Warning: screenonline full synopses contain 'spoilers' which give away key plot points. Don't read on if you don't want to know the ending!

Trafalgar Square, London, 1941. A newspaper seller displays various headlines on a blackboard. Private R. Gilbert of the 2nd New Zealand Expeditionary Force passes and criticises the blackboard's spelling of his native country ('New Zeeland'). They are joined by Corporal W. Atkinson of the Australian Imperial Force, who makes similar quibbles. Gilbert and Atkinson then encounter Private J. Johnston of the Black Watch of Canada, and the three decide for go for a beer together. They are accosted by a middle-aged woman who thanks them profusely for travelling thousands of miles "to help the Motherland".

All this is watched by an amused Leslie Howard who, after she leaves, invites the soldiers for a drink in a nearby Regent Street pub. There, they tell him about their reasons for joining up: Atkinson was watching a newsreel accompanying one of Howard's films, and was inspired by shots of troop ships going out. Johnston had similar motives, along with the fact that his father had been killed in combat and his wife thought he should "finish the job". Gilbert, a law student, was finishing his finals, and was inspired by the paper on Common Law: if Hitler won the war, would it mean anything any more?

Howard asks them why they really came. They reply that while fighting Hitler was clearly a priority, they reject the notion that they're answering the Motherland's call to arms. For one thing, their countries have independent governments, so Britain couldn't order them to enlist. Howard says that they're practical idealists, and takes them up to the dome of St Paul's Cathedral.

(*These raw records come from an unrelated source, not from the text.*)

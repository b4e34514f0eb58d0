//! Logging initialization using `tracing` and `tracing-subscriber`.

use tracing_subscriber::{fmt, util::SubscriberInitExt, EnvFilter};

/// Environment variable holding an explicit filter directive.
pub const LOG_ENV: &str = "BLOBMAN_LOG";

/// Filter directive used when `BLOBMAN_LOG` is unset.
pub fn default_directive(verbose: bool) -> &'static str {
    if verbose {
        "blobman=debug"
    } else {
        "blobman=warn"
    }
}

/// Initialize the global subscriber, writing to stderr so stdout carries only
/// command output. Later calls are no-ops.
pub fn init_logging(verbose: bool, ansi: bool) {
    if tracing::dispatcher::has_been_set() {
        return;
    }

    let filter = EnvFilter::try_from_env(LOG_ENV)
        .unwrap_or_else(|_| EnvFilter::new(default_directive(verbose)));

    let _ = fmt::Subscriber::builder()
        .with_env_filter(filter)
        .with_target(false)
        .with_ansi(ansi)
        .with_writer(std::io::stderr)
        .finish()
        .try_init();
}

#[cfg(test)]
mod tests {
    use super::*;

    #[test]
    fn test_default_directive() {
        assert_eq!(default_directive(true), "blobman=debug");
        assert_eq!(default_directive(false), "blobman=warn");
    }

    #[test]
    fn test_init_is_idempotent() {
        init_logging(false, false);
        init_logging(true, false);
        assert!(tracing::dispatcher::has_been_set());
    }
}
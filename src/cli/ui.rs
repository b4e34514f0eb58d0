use std::collections::BTreeSet;
use std::io::{self, stdout, IsTerminal, Write};
use std::time::Duration;

use crossterm::{
    event::{self, Event, KeyCode, KeyEvent, KeyEventKind, KeyModifiers},
    execute,
    style::{Color as CtColor, Print, ResetColor, SetForegroundColor},
    terminal,
};
use indicatif::{ProgressBar, ProgressStyle};
use owo_colors::OwoColorize;

use crate::core::diff::LockDiff;
use crate::core::pattern::PatternSet;
use crate::core::snapshot::SnapshotHistory;
use crate::error::BlobmanError;

/// Colors are on unless `NO_COLOR` is set.
pub fn colors_enabled() -> bool {
    std::env::var_os("NO_COLOR").is_none()
}

fn print_colored(color: CtColor, marker: &str, message: &str) {
    if colors_enabled() {
        let _ = execute!(
            stdout(),
            SetForegroundColor(color),
            Print(marker),
            Print(message),
            Print("\n"),
            ResetColor
        );
    } else {
        println!("{}{}", marker, message);
    }
}

/// Print success message
pub fn print_success(message: &str) {
    print_colored(CtColor::Green, "✓ ", message);
}

/// Print warning message
pub fn print_warning(message: &str) {
    print_colored(CtColor::Yellow, "! ", message);
}

/// Print info message
pub fn print_info(message: &str) {
    print_colored(CtColor::Blue, "", message);
}

/// Print error message to stderr
pub fn print_error(error: &BlobmanError) {
    if colors_enabled() {
        eprintln!("{} {}", "Error:".red().bold(), error);
    } else {
        eprintln!("Error: {}", error);
    }
}

fn heading(title: &str) {
    if colors_enabled() {
        println!("\n{}\n", title.bold());
    } else {
        println!("\n{}\n", title);
    }
}

/// Print the registered patterns as `id - glob`.
pub fn print_patterns(patterns: &PatternSet) {
    heading("Patterns:");
    for pattern in patterns.iter() {
        if colors_enabled() {
            println!("{} - {}", pattern.id.bright_yellow(), pattern.glob);
        } else {
            println!("{} - {}", pattern.id, pattern.glob);
        }
    }
}

/// Print resolved blob paths, one per line.
pub fn print_files(title: &str, files: &BTreeSet<String>) {
    heading(title);
    for file in files {
        println!("{}", file);
    }
}

/// Print snapshot history as `tag - time (restic id)`.
pub fn print_history(history: &SnapshotHistory, current: Option<&str>) {
    heading("Snapshots:");
    for record in history.records() {
        let time = record.timestamp.format("%Y-%m-%d %H:%M:%S");
        let marker = if Some(record.tag.as_str()) == current { " <- locked" } else { "" };
        let short_id: String = record.id.chars().take(8).collect();
        if colors_enabled() {
            println!(
                "{} - {} ({}){}",
                record.tag.bright_yellow(),
                time.dimmed(),
                short_id,
                marker.green()
            );
        } else {
            println!("{} - {} ({}){}", record.tag, time, short_id, marker);
        }
    }
}

/// Print the four classes of a diff. Unchanged files are only counted.
pub fn print_diff(diff: &LockDiff) {
    let sections = [
        ("Added files:", "+", &diff.added, CtColor::Green),
        ("Removed files:", "-", &diff.removed, CtColor::Red),
        ("Modified files:", "~", &diff.modified, CtColor::Yellow),
    ];

    for (title, sign, paths, color) in sections {
        heading(title);
        for path in paths {
            print_colored(color, &format!("{} ", sign), path);
        }
    }

    println!("\n{} unchanged file(s)", diff.unchanged.len());
}

/// Create a spinner for long-running external commands
pub fn create_progress_bar(message: &str) -> ProgressBar {
    let pb = ProgressBar::new_spinner();
    pb.enable_steady_tick(Duration::from_millis(80));
    if let Ok(style) = ProgressStyle::with_template("{spinner:.green} [{elapsed_precise}] {wide_msg}") {
        pb.set_style(style.tick_strings(&[
            "▰▱▱▱▱▱",
            "▰▰▱▱▱▱",
            "▰▰▰▱▱▱",
            "▰▰▰▰▱▱",
            "▰▰▰▰▰▱",
            "▰▰▰▰▰▰",
        ]));
    }
    pb.set_message(message.to_string());
    pb
}

/// Ask for a line of input on stdin
pub fn prompt_line(label: &str) -> Result<String, std::io::Error> {
    print!("{}: ", label);
    stdout().flush()?;

    let mut input = String::new();
    std::io::stdin().read_line(&mut input)?;
    Ok(input.trim_end_matches(['\r', '\n']).to_string())
}

/// What a key press does to a secret being typed.
#[derive(Debug, PartialEq, Eq)]
enum SecretInput {
    Continue,
    Done,
    Cancelled,
}

fn apply_secret_key(buffer: &mut String, key: &KeyEvent) -> SecretInput {
    if key.kind == KeyEventKind::Release {
        return SecretInput::Continue;
    }
    match key.code {
        KeyCode::Enter => SecretInput::Done,
        KeyCode::Esc => SecretInput::Cancelled,
        KeyCode::Char('c') | KeyCode::Char('d')
            if key.modifiers.contains(KeyModifiers::CONTROL) =>
        {
            SecretInput::Cancelled
        }
        KeyCode::Backspace => {
            buffer.pop();
            SecretInput::Continue
        }
        KeyCode::Char(c) => {
            buffer.push(c);
            SecretInput::Continue
        }
        _ => SecretInput::Continue,
    }
}

/// Ask for a secret without echoing it. Piped stdin is read as a plain line.
pub fn prompt_secret(label: &str) -> Result<String, io::Error> {
    if !io::stdin().is_terminal() {
        let mut input = String::new();
        io::stdin().read_line(&mut input)?;
        return Ok(input.trim_end_matches(['\r', '\n']).to_string());
    }

    print!("{}: ", label);
    stdout().flush()?;

    terminal::enable_raw_mode()?;
    let mut secret = String::new();
    let outcome = loop {
        match event::read() {
            Ok(Event::Key(key)) => match apply_secret_key(&mut secret, &key) {
                SecretInput::Continue => continue,
                other => break Ok(other),
            },
            Ok(_) => continue,
            Err(e) => break Err(e),
        }
    };
    terminal::disable_raw_mode()?;
    println!();

    match outcome? {
        SecretInput::Cancelled => Err(io::Error::new(
            io::ErrorKind::Interrupted,
            "password entry cancelled",
        )),
        _ => Ok(secret),
    }
}

#[cfg(test)]
mod tests {
    use super::*;

    fn press(code: KeyCode) -> KeyEvent {
        KeyEvent::new(code, KeyModifiers::NONE)
    }

    #[test]
    fn test_secret_editing() {
        let mut secret = String::new();
        for c in "hunterx".chars() {
            assert_eq!(apply_secret_key(&mut secret, &press(KeyCode::Char(c))), SecretInput::Continue);
        }
        apply_secret_key(&mut secret, &press(KeyCode::Backspace));
        apply_secret_key(&mut secret, &press(KeyCode::Char('2')));
        assert_eq!(apply_secret_key(&mut secret, &press(KeyCode::Enter)), SecretInput::Done);
        assert_eq!(secret, "hunter2");
    }

    #[test]
    fn test_secret_cancel_and_release_events() {
        let mut secret = String::new();
        let ctrl_c = KeyEvent::new(KeyCode::Char('c'), KeyModifiers::CONTROL);
        assert_eq!(apply_secret_key(&mut secret, &ctrl_c), SecretInput::Cancelled);

        let mut release = press(KeyCode::Char('x'));
        release.kind = KeyEventKind::Release;
        assert_eq!(apply_secret_key(&mut secret, &release), SecretInput::Continue);
        assert!(secret.is_empty());
    }
}
use std::path::PathBuf;
use std::process;

use blobman::cli::handlers;
use blobman::cli::{print_error, Cli, Commands};
use blobman::error::{ErrorContext, Result};
use blobman::logging::init_logging;
use blobman::Workspace;
use clap::Parser;
use tracing::debug;

fn main() {
    let cli = Cli::parse();

    if cli.no_color {
        std::env::set_var("NO_COLOR", "1");
    }
    init_logging(cli.verbose, !cli.no_color);

    if let Err(error) = run_app(cli) {
        print_error(&error);
        process::exit(1);
    }
}

fn run_app(cli: Cli) -> Result<()> {
    let start = start_dir(cli.repo)?;
    let workspace = Workspace::discover(&start)?;
    debug!(root = %workspace.root().display(), "using repository");

    match cli.command {
        Commands::Init { repository } => handlers::handle_init(&workspace, repository.as_deref()),
        Commands::Add { pattern } => handlers::handle_add(&workspace, &pattern),
        Commands::Remove { pattern_id } => handlers::handle_remove(&workspace, &pattern_id),
        Commands::Snapshot { dry } => handlers::handle_snapshot(&workspace, dry),
        Commands::Checkout { tag, dry } => {
            handlers::handle_checkout(&workspace, tag.as_deref(), dry)
        }
        Commands::Status { diff } => handlers::handle_status(&workspace, diff),
    }
}

fn start_dir(repo: Option<PathBuf>) -> Result<PathBuf> {
    match repo {
        Some(path) => Ok(path),
        None => std::env::current_dir()
            .with_io_context(|| "reading current directory".to_string()),
    }
}
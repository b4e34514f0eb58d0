use std::fmt;
use std::path::PathBuf;

/// Main error type for blobman operations
#[derive(Debug)]
pub enum BlobmanError {
    Io {
        source: std::io::Error,
        context: String,
    },
    /// A persisted record is malformed or cannot be written.
    Config {
        message: String,
        path: Option<PathBuf>,
    },
    /// A required persisted record is absent.
    ConfigMissing {
        path: PathBuf,
    },
    NotARepository {
        start: PathBuf,
    },
    /// Blob patterns resolve to paths that git also tracks or stages.
    Collision {
        paths: Vec<String>,
    },
    /// The backup service failed; persisted state is left as it was.
    Transfer {
        operation: String,
        reason: String,
    },
    UnknownSnapshotTag {
        tag: String,
    },
    /// Checkout without a tag while the lock has never been snapshotted.
    NoSnapshot,
    InvalidPattern {
        pattern: String,
        reason: String,
    },
    NotFound {
        resource: String,
        identifier: String,
    },
    AlreadyExists {
        resource: String,
        identifier: String,
    },
    Command {
        command: String,
        exit_code: Option<i32>,
        stderr: String,
    },
    TokenSpaceExhausted {
        width: usize,
    },
}

impl fmt::Display for BlobmanError {
    fn fmt(&self, f: &mut fmt::Formatter<'_>) -> fmt::Result {
        match self {
            BlobmanError::Io { source, context } => {
                write!(f, "IO error during {}: {}", context, source)
            }
            BlobmanError::Config { message, path } => {
                if let Some(path) = path {
                    write!(f, "Configuration error in {}: {}", path.display(), message)
                } else {
                    write!(f, "Configuration error: {}", message)
                }
            }
            BlobmanError::ConfigMissing { path } => {
                write!(
                    f,
                    "file not found {} (run `blobman init` to initialize this repository)",
                    path.display()
                )
            }
            BlobmanError::NotARepository { start } => {
                write!(f, "not a git repository (or any parent up to /): {}", start.display())
            }
            BlobmanError::Collision { paths } => {
                writeln!(f, "collision between git tracked files and blobs")?;
                writeln!(f, "Following files are tracked both by git and blobman:")?;
                for path in paths {
                    writeln!(f, "  {}", path)?;
                }
                write!(f, "Correct the blob patterns or remove these files from git")
            }
            BlobmanError::Transfer { operation, reason } => {
                write!(f, "Backup service failed during {}: {}", operation, reason)
            }
            BlobmanError::UnknownSnapshotTag { tag } => {
                write!(f, "Snapshot tag '{}' not found in the backup repository", tag)
            }
            BlobmanError::NoSnapshot => {
                write!(f, "No snapshot has been taken yet; pass a snapshot tag explicitly")
            }
            BlobmanError::InvalidPattern { pattern, reason } => {
                write!(f, "Invalid pattern '{}': {}", pattern, reason)
            }
            BlobmanError::NotFound { resource, identifier } => {
                write!(f, "{} '{}' not found", resource, identifier)
            }
            BlobmanError::AlreadyExists { resource, identifier } => {
                write!(f, "{} '{}' already exists", resource, identifier)
            }
            BlobmanError::Command { command, exit_code, stderr } => {
                if let Some(code) = exit_code {
                    write!(f, "Command '{}' failed with exit code {}: {}", command, code, stderr)
                } else {
                    write!(f, "Command '{}' failed: {}", command, stderr)
                }
            }
            BlobmanError::TokenSpaceExhausted { width } => {
                write!(f, "Every {}-digit token is already taken", width)
            }
        }
    }
}

impl std::error::Error for BlobmanError {
    fn source(&self) -> Option<&(dyn std::error::Error + 'static)> {
        match self {
            BlobmanError::Io { source, .. } => Some(source),
            _ => None,
        }
    }
}

impl BlobmanError {
    /// Paths affected by the error, for errors that carry a list.
    pub fn affected_paths(&self) -> &[String] {
        match self {
            BlobmanError::Collision { paths } => paths,
            _ => &[],
        }
    }

    pub(crate) fn transfer(operation: &str, err: BlobmanError) -> Self {
        match err {
            BlobmanError::Transfer { .. } => err,
            other => BlobmanError::Transfer {
                operation: operation.to_string(),
                reason: other.to_string(),
            },
        }
    }
}

pub type Result<T> = std::result::Result<T, BlobmanError>;

pub trait ErrorContext<T> {
    fn with_io_context<F>(self, f: F) -> Result<T>
    where
        F: FnOnce() -> String;
}

impl<T> ErrorContext<T> for std::result::Result<T, std::io::Error> {
    fn with_io_context<F>(self, f: F) -> Result<T>
    where
        F: FnOnce() -> String,
    {
        self.map_err(|e| BlobmanError::Io {
            source: e,
            context: f(),
        })
    }
}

From there, he shows them a panoramic view of London. He points out Kingston (Kings' Town), where many early kings were crowned, including Alfred the Great, the father of the British navy (and the man who burned the cakes: Howard says that it's ironic that we honour one of our best kings by remembering him as our worst cook - but perhaps that's typically English). Beyond Kingston is Runnymede, where Magna Carta was signed, and established the principle that no free man shall be taken or imprisoned except by the lawful judgement of his peers and the law of the land - an elementary principle of justice all over the Commonwealth.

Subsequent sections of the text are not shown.